2011年4月28日木曜日

映画:「時をかける少女」(アニメ)

やはり新作よりも古いか予備知識の無い映画に食指が動く。

2006年公開で時期が「ゲド戦記」と重なったらしい不遇なアニメ映画、もしそうでなかったらそこそこヒットしていそうな気がするのは私だけではないはず、レンタルショップで見つけてDVDを借りてきての感想。

これよりも20年以上昔に原田知世主演で同タイトルの映画があったが、それと同じような展開かどうかは観ていないので不明。

また、この映画の主人公役の吹き替えをしている仲里依紗(「純喫茶磯辺」の娘役)はこのアニメの数年後に公開された実写版の同タイトルの主人公役として出演しているという。


あらすじ:

物語の主人公は17歳の女子高校生、ある夏の日、学校の理科の実験室で床に落ちている小さな物を拾おうと屈んだ際に自分以外の誰もいないはずの人影に驚いて転倒、一瞬意識が飛び、正気に戻ればただ呆然とするばかり、これが全ての発端。 

同日、その女子高生は帰宅途中の坂道で自転車のブレーキが故障、どうにも事態を回避できないまま降りた遮断機へ突っ込み、そこへやって来た列車にはねられて・・・しまうはずなのですが気が付けば何故か遮断機からずっと手前にいて事故に遭うほんの少し前という状態。

その女子高生はそれをきっかけに自分の思う通りに時間を跳躍=タイムリープできる能力に気付き、利用し始めるのでした。


主人公がミステリアスで可憐な少女ではなく男子顔負けの元気でハツラツとした感じなのが大変好ましい、タイムリープ後に荒っぽく転がり現れる様が実に似合うのはそのせい。
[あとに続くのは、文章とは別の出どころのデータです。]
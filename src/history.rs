use anyhow::{anyhow, Result};
use egui::{Color32, ColorImage};

/// Color of rows that have not been painted yet.
pub const BLANK: Color32 = Color32::BLACK; // opaque, alpha 255

/// Allocates a `width` x `height` image filled with [`BLANK`].
///
/// Allocation failure is reported instead of aborting, so a host asking for
/// an absurd history length gets an error back.
pub fn blank_image(width: usize, height: usize) -> Result<ColorImage> {
    let len = width
        .checked_mul(height)
        .ok_or_else(|| anyhow!("waterfall of {}x{} pixels overflows usize", width, height))?;
    let mut pixels = Vec::new();
    pixels
        .try_reserve_exact(len)
        .map_err(|e| anyhow!("failed to allocate {}x{} waterfall image: {}", width, height, e))?;
    pixels.resize(len, BLANK);
    Ok(ColorImage {
        size: [width, height],
        pixels,
    })
}

/// Copies `src` into a new image of `height` rows, anchored at the top-left.
///
/// Rows past the new height are dropped, added rows are blank.
pub fn resized_copy(src: &ColorImage, height: usize) -> Result<ColorImage> {
    let [width, src_height] = src.size;
    let mut dst = blank_image(width, height)?;
    let kept = width * src_height.min(height); // overlap, in pixels
    dst.pixels[..kept].copy_from_slice(&src.pixels[..kept]);
    Ok(dst)
}

/// Resizes both images of a pair, one per rayon task.
pub fn resize_pair(pair: [&ColorImage; 2], height: usize) -> Result<[ColorImage; 2]> {
    let (first, second) = rayon::join(
        || resized_copy(pair[0], height),
        || resized_copy(pair[1], height),
    );
    Ok([first?, second?])
}

/// Writes `src` into `dst` moved down by one row and blanks row 0.
///
/// Both images must have the same size; the bottom row of `src` falls off.
pub fn shift_down_into(src: &ColorImage, dst: &mut ColorImage) {
    debug_assert_eq!(src.size, dst.size);
    let [width, height] = dst.size;
    if height == 0 {
        return;
    }
    let moved = width * (height - 1); // everything but the last row
    dst.pixels[width..].copy_from_slice(&src.pixels[..moved]);
    dst.pixels[..width].fill(BLANK); // painted by the caller
}
use std::fs;
use std::path::Path;

use anyhow::{anyhow, Context, Result};
use log::{info, warn};
use serde::{Deserialize, Serialize};

use crate::palette::PaletteKind;
use crate::raster::PaletteWindow;

pub const DEFAULT_MAX_WIDTH: usize = 1920; // widest display we expect to fill
pub const DEFAULT_HISTORY_HEIGHT: usize = 200;

/// Everything the waterfall needs to know up front, stored as YAML.
#[derive(Serialize, Deserialize, Debug, Clone, PartialEq)]
#[serde(default)]
pub struct WaterfallConfig {
    /// Fixed pixel width of both buffers.
    pub max_width: usize,
    /// Initial history length in rows; the host changes it through `resize`.
    pub history_height: usize,
    /// Number of frequency columns per row. `None` uses one per pixel.
    pub columns: Option<usize>,
    pub palette_window: PaletteWindow,
    pub palette: PaletteKind,
}

impl Default for WaterfallConfig {
    fn default() -> Self {
        Self {
            max_width: DEFAULT_MAX_WIDTH,
            history_height: DEFAULT_HISTORY_HEIGHT,
            columns: None,
            palette_window: PaletteWindow::default(),
            palette: PaletteKind::default(),
        }
    }
}

impl WaterfallConfig {
    /// Loads the configuration at `path`, writing the defaults there first
    /// if the file does not exist yet.
    pub fn load<P: AsRef<Path>>(path: P) -> Result<Self> {
        let path = path.as_ref();
        if !path.exists() {
            info!("No config found at {}. Creating it with defaults.", path.display());
            let config = Self::default();
            config.save(path)?;
            return Ok(config);
        }

        info!("Loading waterfall config from {}", path.display());
        let yaml_str = fs::read_to_string(path)
            .with_context(|| format!("Failed to read {}", path.display()))?;
        let config: Self = serde_yaml::from_str(&yaml_str)
            .map_err(|e| anyhow!("Failed to parse {}: {}", path.display(), e))?;
        config.validate()?;
        Ok(config)
    }

    pub fn save<P: AsRef<Path>>(&self, path: P) -> Result<()> {
        let path = path.as_ref();
        let yaml_str = serde_yaml::to_string(self)?;
        fs::write(path, yaml_str).with_context(|| format!("Failed to write {}", path.display()))?;
        info!("Waterfall config saved to {}", path.display());
        Ok(())
    }

    /// Columns actually rasterized: never zero and never wider than the buffer.
    pub fn effective_columns(&self) -> usize {
        let width = self.max_width.max(1);
        match self.columns {
            Some(columns) if columns > width => {
                warn!("{} columns requested but buffer is {} wide; clamping", columns, width);
                width
            }
            Some(columns) => columns.max(1),
            None => width,
        }
    }

    fn validate(&self) -> Result<()> {
        if self.max_width == 0 {
            return Err(anyhow!("max_width must be at least 1"));
        }
        if !self.palette_window.floor_db.is_finite() || !self.palette_window.window_db.is_finite() {
            return Err(anyhow!("palette_window values must be finite"));
        }
        Ok(())
    }
}
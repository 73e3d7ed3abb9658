use egui::Color32;
use serde::{Deserialize, Serialize};

use crate::palette::ColorPalette;
use crate::scan::SpectrumScan;

pub const DEFAULT_PALETTE_FLOOR_DB: f32 = -90.0;
pub const DEFAULT_PALETTE_WINDOW_DB: f32 = 65.0; // top of the scale at -25 dB

/// Power range `[floor_db, floor_db + window_db]` mapped linearly onto `[0, 1]`.
#[derive(Serialize, Deserialize, Debug, Clone, Copy, PartialEq)]
pub struct PaletteWindow {
    pub floor_db: f32,
    pub window_db: f32,
}

impl Default for PaletteWindow {
    fn default() -> Self {
        Self {
            floor_db: DEFAULT_PALETTE_FLOOR_DB,
            window_db: DEFAULT_PALETTE_WINDOW_DB,
        }
    }
}

impl PaletteWindow {
    pub fn new(floor_db: f32, window_db: f32) -> Self {
        Self { floor_db, window_db }
    }

    pub fn max_db(&self) -> f32 {
        self.floor_db + self.window_db
    }

    /// Normalizes a power reading into `[0, 1]`.
    ///
    /// Readings at or below the floor give exactly 0, readings at or above
    /// the top of the window give exactly 1. NaN is treated as no power.
    pub fn normalize(&self, power_db: f32) -> f32 {
        if power_db.is_nan() || power_db <= self.floor_db {
            0.0
        } else if power_db >= self.max_db() {
            1.0
        } else {
            (power_db - self.floor_db) / self.window_db
        }
    }
}

/// Pixel column of `freq_hz` in a row `columns` wide, clamped to the row.
///
/// A zero, negative or non-finite frequency range puts every sample in column 0.
pub fn pixel_column(freq_hz: f64, start_hz: f64, freq_range_hz: f64, columns: usize) -> usize {
    // Written positively so a NaN range fails the test
    if columns == 0 || !(freq_range_hz.is_finite() && freq_range_hz > 0.0) {
        return 0;
    }
    let position = (freq_hz - start_hz) / freq_range_hz;
    let column = (columns as f64 * position).round();
    // NaN saturates to 0 on the cast
    column.clamp(0.0, (columns - 1) as f64) as usize
}

/// Max-hold pass: writes the peak normalized power of every column.
///
/// `row` is reset first; columns no sample maps into stay `None`.
pub fn rasterize<S>(scan: &S, window: PaletteWindow, row: &mut [Option<f32>])
where
    S: SpectrumScan + ?Sized,
{
    row.fill(None);
    if row.is_empty() {
        return;
    }

    let start_hz = scan.start_freq_hz();
    let freq_range_hz = scan.stop_freq_hz() - start_hz;
    for i in 0..scan.sample_count() {
        let column = pixel_column(scan.frequency_at(i), start_hz, freq_range_hz, row.len());
        let value = window.normalize(scan.power_at(i));
        let slot = &mut row[column];
        *slot = Some(match *slot {
            Some(held) => held.max(value),
            None => value,
        });
    }
}

/// Color pass: resolves every column to a color, filling gaps from the left.
///
/// A column without data repeats the last painted color to its left, or the
/// palette's index 0 color when nothing to its left has data.
pub fn resolve_colors(row: &[Option<f32>], palette: &dyn ColorPalette, out: &mut Vec<Color32>) {
    out.clear();
    out.reserve(row.len());
    let mut last_valid = palette.color_at_index(0);
    for value in row {
        if let Some(value) = *value {
            last_valid = palette.color_for_normalized(value);
        }
        out.push(last_valid);
    }
}

#[cfg(test)]
mod tests {
    use super::*;
    use crate::palette::GradientPalette;
    use crate::scan::SweepScan;

    fn window() -> PaletteWindow {
        PaletteWindow::new(-90.0, 60.0)
    }

    #[test]
    fn normalization_hits_exact_bounds() {
        let w = window();
        assert_eq!(w.normalize(-90.0), 0.0);
        assert_eq!(w.normalize(-30.0), 1.0);
        assert_eq!(w.normalize(-60.0), 0.5);
        assert_eq!(w.normalize(-200.0), w.normalize(-90.0));
        assert_eq!(w.normalize(40.0), w.normalize(-30.0));
        assert_eq!(w.normalize(f32::NAN), 0.0);
    }

    #[test]
    fn zero_width_window_never_divides() {
        let w = PaletteWindow::new(-50.0, 0.0);
        assert_eq!(w.normalize(-50.0), 0.0);
        assert_eq!(w.normalize(-49.0), 1.0);
        assert_eq!(w.normalize(-51.0), 0.0);
    }

    #[test]
    fn columns_are_always_in_bounds() {
        let width = 17;
        let freqs = [-1e9, 0.0, 1e6, 1.5e6, 2e6, 2.00001e6, 5e9, f64::NAN, f64::INFINITY];
        for &freq in &freqs {
            let column = pixel_column(freq, 1e6, 1e6, width);
            assert!(column < width, "{} mapped to {}", freq, column);
        }
    }

    #[test]
    fn degenerate_range_maps_to_first_column() {
        assert_eq!(pixel_column(5e6, 5e6, 0.0, 10), 0);
        assert_eq!(pixel_column(7e6, 5e6, -2e6, 10), 0);
        assert_eq!(pixel_column(7e6, 5e6, f64::NAN, 10), 0);
        assert_eq!(pixel_column(7e6, 5e6, f64::INFINITY, 10), 0);
        assert_eq!(pixel_column(7e6, 5e6, 1e6, 0), 0);
    }

    #[test]
    fn stop_frequency_clamps_to_last_column() {
        assert_eq!(pixel_column(2e6, 1e6, 1e6, 10), 9);
        assert_eq!(pixel_column(1e6, 1e6, 1e6, 10), 0);
    }

    #[test]
    fn max_hold_keeps_the_peak_not_the_latest() {
        let scan = SweepScan::new(
            1e6,
            2e6,
            1e3,
            vec![(1.5e6, -40.0), (1.5e6, -80.0), (1.5e6, -60.0)],
        );
        let mut row = vec![None; 10];
        rasterize(&scan, window(), &mut row);
        let expected = window().normalize(-40.0);
        assert_eq!(row[5], Some(expected));
        assert_eq!(row.iter().filter(|c| c.is_some()).count(), 1);
    }

    #[test]
    fn rasterize_resets_previous_contents() {
        let scan = SweepScan::new(1e6, 2e6, 1e3, vec![(1.1e6, -60.0)]);
        let mut row = vec![Some(1.0); 10];
        rasterize(&scan, window(), &mut row);
        assert_eq!(row[1], Some(0.5));
        assert!(row.iter().enumerate().all(|(i, c)| i == 1 || c.is_none()));
    }

    #[test]
    fn empty_scan_leaves_every_column_empty() {
        let scan = SweepScan::new(1e6, 2e6, 1e3, Vec::new());
        let mut row = vec![Some(0.3); 4];
        rasterize(&scan, window(), &mut row);
        assert!(row.iter().all(Option::is_none));
    }

    #[test]
    fn gaps_repeat_left_neighbor() {
        let palette = GradientPalette::grayscale();
        let row = [None, None, Some(1.0), None, None, Some(0.0), None];
        let mut colors = Vec::new();
        resolve_colors(&row, &palette, &mut colors);

        let default = palette.color_at_index(0);
        let white = palette.color_for_normalized(1.0);
        let black = palette.color_for_normalized(0.0);
        assert_eq!(colors, vec![default, default, white, white, white, black, black]);
    }

    #[test]
    fn single_sample_end_to_end() {
        let palette = GradientPalette::hot_iron_blue();
        let w = PaletteWindow::new(-90.0, 65.0);
        let scan = SweepScan::new(1e6, 2e6, 1e5, vec![(1.5e6, -90.0)]);
        let mut row = vec![None; 10];
        rasterize(&scan, w, &mut row);
        assert_eq!(row[5], Some(0.0));

        let mut colors = Vec::new();
        resolve_colors(&row, &palette, &mut colors);
        assert!(colors.iter().all(|&c| c == palette.color_at_index(0)));
    }
}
見ているうちに己の為の行いは意図する/しないに関わらず第三者へ影響することや、いくら時間を遡って物事をやり直そうとしても無理なことはあるということ。

そして、どこか己の行いは己に戻ってくるという因果応報の考えに通じるものがあり、それがあっさりとした台詞を基にした物語の展開で描かれている。

諸々を踏まえた上で繋がる物語の終盤、目先の都合だけで浪費していたタイムリープの残り回数も、最後の1回の価値はそれまでの全てより重かったと思う。

能力を使い切ってしまった女子高生、好きな人が「未来で待っている」と言って去っていった、女子高生はその未来での再開を決意するのだけれど、その目的はたぶん果たせないままなのだろうな・・・と個人的には思っている、そう考えると非常に切ないラストだった。

美術館勤務の叔母の存在は実は重要。

先進的なものではなく身近で生活感に溢れる光景を微妙な色加減で見せてくれる美しさがこの映画にはあります、感極まって泣きそうになる映画ではないが、切なさで少しだけ胸が痛くなるような映画だった。